I’ve always known that people who think having a baby will save their relationship were wrong. However, it wasn’t until I had a newborn that I realized just how wrong. If anything, having a baby is probably more likely to end a relationship.
Before I begin, this blog is particularly about heterosexual relationships. Unfortunately, I don’t have enough LGBTQ+ friends with babies to ask what their experiences have been like co-parenting a newborn. However, if any same-sex couples with babies have had similar experiences or if you have more tips because you don’t have these problems, please do share!
I knew raising a newborn would present its challenges, and I knew some of those challenges would involve my husband and our relationship. But what I knew was just an abstract understanding that there would be challenges. I had no idea what I was in for. If it weren’t for having friends sharing their experiences with me, I would have never known that I’m not alone.

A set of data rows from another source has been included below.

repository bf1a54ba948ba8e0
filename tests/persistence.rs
mod support;

use std::fs;
use std::path::PathBuf;

use error_lens::{LensConfig, LockPolicy, Session};
use feedback_store::feedback_path;

use support::{answer_all, generate, HostSpy};

fn config_in(data_dir: PathBuf) -> LensConfig {
    LensConfig {
        data_dir,
        lock_policy: LockPolicy::FeedbackUnlocks,
        ..LensConfig::default()
    }
}

#[test]
fn feedback_survives_a_new_session() {
    let dir = tempfile::tempdir().expect("tempdir");
    let config = config_in(dir.path().join("lens"));

    {
        let mut session = Session::from_config(&config).expect("first run starts empty");
        assert!(session.store().is_empty());

        let mut host = HostSpy::with_next_run_id(1);
        generate(&mut session, &mut host, "explanation");
        session.open_feedback_form().expect("opens");
        answer_all(&mut session, true);
        session.submit_feedback().expect("persists");
    }

    let path = feedback_path(&config.data_dir);
    let raw = fs::read_to_string(&path).expect("collection written");
    assert!(raw.contains("\"collection\": \"error_feedback\""));

    let reopened = Session::from_config(&config).expect("second run loads records");
    assert_eq!(reopened.store().len(), 1);
    assert_eq!(reopened.store().records()[0].snippet_name, "list_index.py");
    assert!(
        reopened.current_explanation().is_none(),
        "explanations are session scoped"
    );
}

#[test]
fn configured_seed_reaches_generation_jobs() {
    let dir = tempfile::tempdir().expect("tempdir");
    let config = LensConfig {
        seed: Some(7),
        ..config_in(dir.path().to_path_buf())
    };
    let mut session = Session::from_config(&config).expect("starts");
    let mut host = HostSpy::with_next_run_id(1);

    session.request_generation(&mut host).expect("starts");
    assert_eq!(host.started_jobs[0].options.seed, Some(7));
}

#[test]
fn corrupt_collection_fails_startup() {
    let dir = tempfile::tempdir().expect("tempdir");
    let config = config_in(dir.path().to_path_buf());
    fs::write(feedback_path(&config.data_dir), "{ not json").expect("write");

    assert!(Session::from_config(&config).is_err());
}
mod backend;
mod error;
mod export;
mod paths;
mod schema;
mod store;

pub use backend::{FeedbackBackend, JsonFileBackend, MemoryBackend};
pub use error::FeedbackStoreError;
pub use export::{
    export_records, header_for, parse_table, records_from_table, FeedbackExport, FIXED_COLUMNS,
};
pub use paths::{export_file_name, feedback_path, FEEDBACK_COLLECTION, FEEDBACK_FILE};
pub use schema::{now_rfc3339, FeedbackRecord, FEEDBACK_SCHEMA_VERSION};
pub use store::FeedbackStore;
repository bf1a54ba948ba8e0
use std::path::{Path, PathBuf};

use feedback_store::{
    feedback_path, now_rfc3339, FeedbackExport, FeedbackRecord, FeedbackStore, FeedbackStoreError,
};
use inference_provider::{GenerationOptions, RunId};
use time::OffsetDateTime;
use tracing::{debug, info, warn};

use crate::cache::{EntryState, Explanation, ExplanationCache, GenerationRejected, LockPolicy};
use crate::catalog::{
    EditorDocument, ExplanationStyle, Identity, ModelCatalog, ModelId, Snippet, SnippetCatalog,
    SnippetId,
};
use crate::config::LensConfig;
use crate::error::SessionError;
use crate::prompt::PromptFormatter;
use crate::view::{ResultTab, SessionView};

pub const MAX_NOTICES: usize = 32;

/// A formatted prompt ready to be sent to a model.
#[derive(Debug, Clone, PartialEq)]
pub struct GenerationJob {
    pub identity: Identity,
    pub system_instruction: String,
    pub user_prompt: String,
    pub options: GenerationOptions,
}

/// Runs generation jobs on behalf of the session.
///
/// The host reports the outcome later through [`Session::on_generation_finished`]
/// or [`Session::on_generation_failed`] with the returned run id.
pub trait GenerationHost {
    fn start_generation(&mut self, job: GenerationJob) -> Result<RunId, String>;
}

#[derive(Debug, Clone, Copy, PartialEq, Eq)]
pub enum NoticeLevel {
    Info,
    Error,
}

/// Transient message for the presentation shell.
#[derive(Debug, Clone, PartialEq, Eq)]
pub struct Notice {
    pub level: NoticeLevel,
    pub message: String,
}

impl Notice {
    fn info(message: impl Into<String>) -> Self {
        Self {
            level: NoticeLevel::Info,
            message: message.into(),
        }
    }

    fn error(message: impl Into<String>) -> Self {
        Self {
            level: NoticeLevel::Error,
            message: message.into(),
        }
    }
}

#[derive(Debug, Clone, Copy, PartialEq, Eq)]
pub enum FeedbackSubmitted {
    Persisted,
    /// Kept in memory; storage rejected the write.
    PendingPersist { pending: usize },
}

/// Everything a presentation shell needs to draw the current state.
#[derive(Debug, Clone, Copy, PartialEq, Eq)]
pub struct StatusFlags {
    pub is_generating: bool,
    pub can_generate: bool,
    pub can_open_feedback: bool,
    pub has_explanation: bool,
}

pub struct Session {
    snippets: SnippetCatalog,
    models: ModelCatalog,
    formatter: PromptFormatter,
    cache: ExplanationCache,
    store: FeedbackStore,
    view: SessionView,
    options: GenerationOptions,
    notices: Vec<Notice>,
}
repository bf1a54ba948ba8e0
use std::sync::{
    atomic::{AtomicUsize, Ordering},
    Arc,
};

use ollama_api::{GenerateRequest, OllamaApiConfig, OllamaApiError, OllamaClient};
use serde_json::json;
use tokio::io::{AsyncReadExt, AsyncWriteExt};
use tokio::net::{TcpListener, TcpStream};
use tokio::task::JoinHandle;

fn allow_local_integration() -> bool {
    std::env::var("OLLAMA_API_ALLOW_LOCAL_INTEGRATION")
        .map(|value| matches!(value.as_str(), "1" | "true" | "TRUE" | "yes" | "YES"))
        .unwrap_or(false)
}

#[derive(Clone)]
struct ScriptedResponse {
    status: u16,
    body: String,
}

struct ScriptedServer {
    base_url: String,
    request_count: Arc<AtomicUsize>,
    handle: JoinHandle<()>,
}

impl ScriptedServer {
    async fn new(scripts: Vec<ScriptedResponse>) -> Self {
        let scripts = Arc::new(scripts);
        let request_count = Arc::new(AtomicUsize::new(0));
        let listener = TcpListener::bind("127.0.0.1:0")
            .await
            .expect("local TCP listener should bind");
        let addr = listener
            .local_addr()
            .expect("resolved local listener address");
        let base_url = format!("http://{addr}");

        let handle = tokio::spawn({
            let scripts = Arc::clone(&scripts);
            let request_count = Arc::clone(&request_count);

            async move {
                loop {
                    let (socket, _) = match listener.accept().await {
                        Ok(pair) => pair,
                        Err(_) => break,
                    };
                    let scripts = Arc::clone(&scripts);
                    let request_count = Arc::clone(&request_count);
                    tokio::spawn(async move {
                        serve_one(socket, scripts, request_count).await;
                    });
                }
            }
        });

        Self {
            base_url,
            request_count,
            handle,
        }
    }

    fn request_count(&self) -> usize {
        self.request_count.load(Ordering::Acquire)
    }

    fn shutdown(&self) {
        self.handle.abort();
    }
}

async fn serve_one(
    mut socket: TcpStream,
    scripts: Arc<Vec<ScriptedResponse>>,
    request_count: Arc<AtomicUsize>,
) {
    let mut buffer = vec![0u8; 16 * 1024];
    let mut read = 0usize;
    loop {
        let n = match socket.read(&mut buffer[read..]).await {
            Ok(0) | Err(_) => return,
            Ok(n) => n,
        };
        read += n;
        if request_is_complete(&buffer[..read]) || read == buffer.len() {
            break;
        }
    }

    let index = request_count.fetch_add(1, Ordering::AcqRel);
    let script = scripts
        .get(index)
        .or_else(|| scripts.last())
        .cloned()
        .expect("at least one scripted response");

    let response = format!(
        "HTTP/1.1 {} Scripted\r\ncontent-type: application/json\r\ncontent-length: {}\r\nconnection: close\r\n\r\n{}",
        script.status,
        script.body.len(),
        script.body
    );
    let _ = socket.write_all(response.as_bytes()).await;
    let _ = socket.shutdown().await;
}

fn request_is_complete(raw: &[u8]) -> bool {
    let text = String::from_utf8_lossy(raw);
    let Some(header_end) = text.find("\r\n\r\n") else {
        return false;
    };
    let content_length = text[..header_end]
        .lines()
        .find_map(|line| {
            let (name, value) = line.split_once(':')?;
            name.eq_ignore_ascii_case("content-length")
                .then(|| value.trim().parse::<usize>().ok())
                .flatten()
        })
        .unwrap_or(0);
    raw.len() >= header_end + 4 + content_length
}

fn completed(text: &str) -> ScriptedResponse {
    ScriptedResponse {
        status: 200,
        body: json!({"model": "llama3.2:latest", "response": text, "done": true}).to_string(),
    }
}

fn failure(status: u16, error: &str) -> ScriptedResponse {
    ScriptedResponse {
        status,
        body: json!({ "error": error }).to_string(),
    }
}

#[tokio::test]
async fn generate_returns_completed_response() {
    if !allow_local_integration() {
        return;
    }

    let server = ScriptedServer::new(vec![completed("## Improved")]).await;
    let client = OllamaClient::new(OllamaApiConfig::new(&server.base_url)).expect("client");

    let response = client
        .generate(&GenerateRequest::new("llama3.2:latest", "explain", None))
        .await
        .expect("generate succeeds");

    assert_eq!(response.response, "## Improved");
    assert_eq!(server.request_count(), 1);
    server.shutdown();
}

#[tokio::test]
async fn generate_retries_transient_status_then_succeeds() {
    if !allow_local_integration() {
        return;
    }

    let server = ScriptedServer::new(vec![
        failure(503, "server busy"),
        completed("after retry"),
    ])
    .await;
    let client = OllamaClient::new(OllamaApiConfig::new(&server.base_url).with_max_retries(1))
        .expect("client");

    let response = client
        .generate(&GenerateRequest::new("llama3.2:latest", "explain", None))
        .await
        .expect("second attempt succeeds");

    assert_eq!(response.response, "after retry");
    assert_eq!(server.request_count(), 2);
    server.shutdown();
}

#[tokio::test]
async fn generate_surfaces_missing_model_without_retry() {
    if !allow_local_integration() {
        return;
    }

    let server = ScriptedServer::new(vec![failure(404, "model 'nope' not found")]).await;
    let client = OllamaClient::new(OllamaApiConfig::new(&server.base_url)).expect("client");

    let error = client
        .generate(&GenerateRequest::new("nope", "explain", None))
        .await
        .expect_err("missing model fails");

    assert!(matches!(
        error,
        OllamaApiError::Status(status, ref message)
            if status.as_u16() == 404 && message == "model 'nope' not found"
    ));
    assert_eq!(server.request_count(), 1);
    server.shutdown();
}
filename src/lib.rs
//! Session controller for studying model-generated explanations of runtime errors.
//!
//! A user picks a snippet, an explanation style and a model. Together they form
//! an [`Identity`]. The [`Session`] decides whether an explanation may be
//! generated for that identity, caches at most one explanation per identity,
//! gates regeneration behind feedback according to a [`LockPolicy`], and
//! appends feedback to a durable, exportable log.
//!
//! ## Wiring
//!
//! ```no_run
//! use std::sync::{Arc, Mutex};
//!
//! use error_lens::{provider_for_config, GenerationRuntime, LensConfig, Session};
//!
//! let config = LensConfig::from_env()?;
//! let session = Session::from_config(&config)?;
//! let provider = provider_for_config(&config, session.models())?;
//! let session = Arc::new(Mutex::new(session));
//! let mut runtime = GenerationRuntime::new(Arc::clone(&session), provider);
//!
//! session.lock().unwrap().request_generation(&mut runtime)?;
//! // later, from the host's event loop:
//! runtime.flush_pending_events();
//! # Ok::<(), Box<dyn std::error::Error>>(())
//! ```
//!
//! ## Environment
//!
//! - `ERROR_LENS_PROVIDER`: `mock` (default) or `ollama`
//! - `ERROR_LENS_OLLAMA_URL`: Ollama base URL, default `http://localhost:11434`
//! - `ERROR_LENS_TIMEOUT_SEC`: request timeout for the Ollama provider
//! - `ERROR_LENS_DATA_DIR`: directory holding `feedback.json`, default `.error_lens`
//! - `ERROR_LENS_LOCK_POLICY`: `feedback-unlocks` (default) or `feedback-locks`
//! - `ERROR_LENS_SEED`: fixed sampling seed

pub mod cache;
pub mod catalog;
pub mod config;
pub mod error;
pub mod feedback;
pub mod logging;
pub mod prompt;
pub mod providers;
pub mod runtime;
pub mod session;
pub mod view;

pub use cache::{EntryState, Explanation, ExplanationCache, GenerationRejected, LockPolicy};
pub use catalog::{
    EditorDocument, ExplanationStyle, Identity, ModelCatalog, ModelId, Snippet, SnippetCatalog,
    SnippetId,
};
pub use config::LensConfig;
pub use error::{ConfigError, PromptError, SessionError};
pub use feedback::{FeedbackForm, FeedbackQuestion, FEEDBACK_QUESTIONS};
pub use prompt::{FormattedPrompt, PromptFormatter};
pub use providers::provider_for_config;
pub use runtime::{GenerationEvent, GenerationRuntime};
pub use session::{
    FeedbackSubmitted, GenerationHost, GenerationJob, Notice, NoticeLevel, Session, StatusFlags,
    MAX_NOTICES,
};
pub use view::{ResultTab, SessionView};
//! Generic entity repository execution against PostgreSQL.

use crate::error::AppError;
use crate::model::EntityDef;
use crate::sql::{delete_where, insert, select_all, select_where, update, PgBindValue, Predicates, QueryBuf};
use serde_json::{Map, Value};
use sqlx::PgPool;

pub struct CrudService;

impl CrudService {
    /// All rows of the entity, ordered by primary key.
    pub async fn list(pool: &PgPool, entity: &EntityDef) -> Result<Vec<Value>, AppError> {
        let q = select_all(entity);
        Self::query_many(pool, &q).await
    }

    /// Rows where `field` equals `value`. The field must be a column of the entity.
    pub async fn read_where(
        pool: &PgPool,
        entity: &EntityDef,
        field: &str,
        value: &Value,
    ) -> Result<Vec<Value>, AppError> {
        let q = select_where(entity, field, value.clone())?;
        Self::query_many(pool, &q).await
    }

    /// Insert one row; body may include or omit a generated PK. Returns created row.
    pub async fn create(
        pool: &PgPool,
        entity: &EntityDef,
        body: &Map<String, Value>,
    ) -> Result<Value, AppError> {
        let q = insert(entity, body)?;
        Self::execute_returning_one(pool, &q)
            .await?
            .ok_or(AppError::Db(sqlx::Error::RowNotFound))
    }

    /// Update the rows matched by `predicates`. Returns the number of rows changed;
    /// matching nothing is `NotFound`.
    pub async fn update(
        pool: &PgPool,
        entity: &EntityDef,
        set_fields: &[String],
        set_values: &[Value],
        predicates: &Predicates,
    ) -> Result<u64, AppError> {
        let q = update(entity, set_fields, set_values, predicates)?;
        let affected = Self::execute(pool, &q).await?;
        if affected == 0 {
            return Err(AppError::NotFound(format!(
                "no {} row matches the identifiers",
                entity.table_name
            )));
        }
        Ok(affected)
    }

    /// Delete rows where `field` equals `value`. Returns the number of rows removed.
    pub async fn delete_where(
        pool: &PgPool,
        entity: &EntityDef,
        field: &str,
        value: &Value,
    ) -> Result<u64, AppError> {
        let q = delete_where(entity, field, value.clone())?;
        Self::execute(pool, &q).await
    }

    async fn query_many(pool: &PgPool, q: &QueryBuf) -> Result<Vec<Value>, AppError> {
        tracing::debug!(sql = %q.sql, params = ?q.params, "query");
        let mut query = sqlx::query(&q.sql);
        for p in &q.params {
            query = query.bind(PgBindValue::from_json(p));
        }
        let rows = query.fetch_all(pool).await?;
        Ok(rows.iter().map(row_to_json).collect())
    }

    async fn execute_returning_one(pool: &PgPool, q: &QueryBuf) -> Result<Option<Value>, AppError> {
        tracing::debug!(sql = %q.sql, params = ?q.params, "query");
        let mut query = sqlx::query(&q.sql);
        for p in &q.params {
            query = query.bind(PgBindValue::from_json(p));
        }
        let row = query.fetch_optional(pool).await?;
        Ok(row.map(|r| row_to_json(&r)))
    }

    async fn execute(pool: &PgPool, q: &QueryBuf) -> Result<u64, AppError> {
        tracing::debug!(sql = %q.sql, params = ?q.params, "execute");
        let mut query = sqlx::query(&q.sql);
        for p in &q.params {
            query = query.bind(PgBindValue::from_json(p));
        }
        let done = query.execute(pool).await?;
        Ok(done.rows_affected())
    }
}

pub(crate) fn row_to_json(row: &sqlx::postgres::PgRow) -> Value {
    use sqlx::Column;
    use sqlx::Row;
    let mut map = serde_json::Map::new();
    for col in row.columns() {
        let name = col.name();
        let v = cell_to_value(row, name);
        map.insert(name.to_string(), v);
    }
    Value::Object(map)
}

fn cell_to_value(row: &sqlx::postgres::PgRow, name: &str) -> Value {
    use sqlx::Row;
    if let Ok(Some(n)) = row.try_get::<Option<i16>, _>(name) {
        return Value::Number(n.into());
    }
    if let Ok(Some(n)) = row.try_get::<Option<i32>, _>(name) {
        return Value::Number(n.into());
    }
    if let Ok(Some(n)) = row.try_get::<Option<i64>, _>(name) {
        return Value::Number(n.into());
    }
    if let Ok(Some(n)) = row.try_get::<Option<f64>, _>(name) {
        if let Some(n) = serde_json::Number::from_f64(n) {
            return Value::Number(n);
        }
    }
    if let Ok(Some(b)) = row.try_get::<Option<bool>, _>(name) {
        return Value::Bool(b);
    }
    if let Ok(Some(u)) = row.try_get::<Option<uuid::Uuid>, _>(name) {
        return Value::String(u.to_string());
    }
    if let Ok(Some(d)) = row.try_get::<Option<chrono::DateTime<chrono::Utc>>, _>(name) {
        return Value::String(d.to_rfc3339());
    }
    if let Ok(Some(d)) = row.try_get::<Option<chrono::NaiveDate>, _>(name) {
        return Value::String(d.format("%Y-%m-%d").to_string());
    }
    if let Ok(Some(s)) = row.try_get::<Option<String>, _>(name) {
        return Value::String(s);
    }
    if let Ok(Some(j)) = row.try_get::<Option<serde_json::Value>, _>(name) {
        return j;
    }
    Value::Null
}
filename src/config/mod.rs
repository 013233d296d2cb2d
pub mod settings;

pub use settings::*;
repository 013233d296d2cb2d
//! Command response envelope helpers.

use axum::{http::StatusCode, Json};
use serde::Serialize;

/// Literal token returned by writes that produce no identifier.
pub const SUCCESS_TOKEN: &str = "success!";

#[derive(Serialize)]
pub struct SuccessOne<T> {
    pub data: T,
    #[serde(skip_serializing_if = "Option::is_none")]
    pub meta: Option<serde_json::Value>,
}

#[derive(Serialize)]
pub struct SuccessMany<T> {
    pub data: Vec<T>,
    pub meta: MetaCount,
}

#[derive(Serialize)]
pub struct MetaCount {
    pub count: u64,
}

pub fn success_token() -> (StatusCode, Json<SuccessOne<&'static str>>) {
    success_one(SUCCESS_TOKEN)
}

/// Generated identifiers travel as text.
pub fn success_id(id: impl ToString) -> (StatusCode, Json<SuccessOne<String>>) {
    success_one(id.to_string())
}

pub fn success_one<T: Serialize>(data: T) -> (StatusCode, Json<SuccessOne<T>>) {
    (
        StatusCode::OK,
        Json(SuccessOne {
            data,
            meta: None,
        }),
    )
}

pub fn success_many<T: Serialize>(data: Vec<T>) -> (StatusCode, Json<SuccessMany<T>>) {
    let count = data.len() as u64;
    (
        StatusCode::OK,
        Json(SuccessMany {
            data,
            meta: MetaCount { count },
        }),
    )
}
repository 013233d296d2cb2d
//! HTTP handlers for the command endpoint.

pub mod command;
pub use command::execute;
//! Parameterized SQL: identifiers from entity metadata only, values as bound parameters.

mod builder;
pub mod params;
pub use builder::*;
pub use params::*;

I’ve always attributed many of my husband’s “flaws” to him being an only child and French. While I still think both those factors carry a lot of weight, I also now know that some of his “flaws” are simply because he’s a man. But instead of venting on the worldwide web to you about all the things that frustrate and annoy me about my husband (and don’t worry, I know I annoy him all the time, too), I thought I’d create a list of tips I think would be helpful for fathers, future fathers, and fathers to be, especially if you want to avoid your woman resenting you through the newborn phase, and maybe even beyond that.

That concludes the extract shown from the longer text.